== Task objective ==
For the listing beneath, state how many lines contain the string "Regex". Give the number by itself.

== Source records ==
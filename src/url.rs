//! Source sanitizing and validation.

use std::sync::LazyLock;

use regex::Regex;
use reqwest::Url;

use crate::error::{Error, Result};

static ESCAPED_AMP_RE: LazyLock<Regex> =
    LazyLock::new(|| Regex::new(r"&?(?:amp;)+").expect("valid regex"));

/// Cleans a raw source string copied out of HTML or a wrapped text block.
///
/// Removes every whitespace character (including the newlines that wrapped
/// links tend to pick up) and collapses HTML-escaped ampersands. A stray
/// `amp;` with its `&` already stripped is treated the same way.
///
/// ```
/// use video_dl::url::sanitize_source;
///
/// assert_eq!(
///     sanitize_source("https://host/v.mp4?loc=extern\nal&amp;sig=1"),
///     "https://host/v.mp4?loc=external&sig=1",
/// );
/// ```
#[must_use]
pub fn sanitize_source(raw: &str) -> String {
    let compact: String = raw.chars().filter(|c| !c.is_whitespace()).collect();
    ESCAPED_AMP_RE.replace_all(&compact, "&").into_owned()
}

/// Parses a sanitized source into a transfer location.
///
/// # Errors
///
/// Returns [`Error::Validation`] unless `source` is an absolute `http` or
/// `https` URL with a host.
pub fn parse_source(source: &str) -> Result<Url> {
    let invalid = |reason: &str| Error::Validation {
        input: source.to_string(),
        reason: reason.to_string(),
    };

    if source.is_empty() {
        return Err(invalid("empty source"));
    }
    let url = Url::parse(source).map_err(|e| invalid(&e.to_string()))?;
    if !matches!(url.scheme(), "http" | "https") {
        return Err(invalid("unsupported scheme"));
    }
    if url.host_str().is_none_or(str::is_empty) {
        return Err(invalid("missing host"));
    }
    Ok(url)
}

#[cfg(test)]
mod tests {
    use super::*;

    // --- sanitize_source ---

    #[test]
    fn sanitize_removes_wrapped_newlines() {
        assert_eq!(
            sanitize_source("https://host/file.mp4?loc=extern\nal"),
            "https://host/file.mp4?loc=external"
        );
    }

    #[test]
    fn sanitize_decodes_escaped_ampersand() {
        assert_eq!(
            sanitize_source("https://host/f.mp4?a=1&amp;b=2"),
            "https://host/f.mp4?a=1&b=2"
        );
    }

    #[test]
    fn sanitize_handles_newline_before_escape() {
        assert_eq!(
            sanitize_source("https://host/f.mp4?loc=external\n&amp;signature=abc"),
            "https://host/f.mp4?loc=external&signature=abc"
        );
    }

    #[test]
    fn sanitize_handles_stray_amp_fragment() {
        assert_eq!(
            sanitize_source("https://host/f.mp4?a=1amp;b=2"),
            "https://host/f.mp4?a=1&b=2"
        );
    }

    #[test]
    fn sanitize_handles_double_escaping() {
        assert_eq!(
            sanitize_source("https://host/f.mp4?a=1&amp;amp;b=2"),
            "https://host/f.mp4?a=1&b=2"
        );
    }

    #[test]
    fn sanitize_removes_spaces_and_tabs() {
        assert_eq!(sanitize_source("  https://host/ a.mp4\t"), "https://host/a.mp4");
    }

    #[test]
    fn sanitize_leaves_clean_url_untouched() {
        let url = "https://host/a.mp4?x=1&y=2";
        assert_eq!(sanitize_source(url), url);
    }

    // --- parse_source ---

    #[test]
    fn parse_accepts_http_and_https() {
        assert!(parse_source("https://host/a.mp4").is_ok());
        assert!(parse_source("http://127.0.0.1:8080/b.mp4").is_ok());
    }

    #[test]
    fn parse_rejects_empty() {
        assert!(matches!(parse_source(""), Err(Error::Validation { .. })));
    }

    #[test]
    fn parse_rejects_relative() {
        assert!(matches!(
            parse_source("videos/a.mp4"),
            Err(Error::Validation { .. })
        ));
    }

    #[test]
    fn parse_rejects_other_schemes() {
        assert!(matches!(
            parse_source("ftp://host/a.mp4"),
            Err(Error::Validation { .. })
        ));
        assert!(matches!(
            parse_source("file:///tmp/a.mp4"),
            Err(Error::Validation { .. })
        ));
    }

    #[test]
    fn parse_rejects_whitespace_in_host() {
        assert!(parse_source("https://ho st/a.mp4").is_err());
    }

    #[test]
    fn validation_error_keeps_input() {
        let Err(Error::Validation { input, .. }) = parse_source("not a url") else {
            panic!("expected validation error");
        };
        assert_eq!(input, "not a url");
    }
}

== Finished exercise ==
3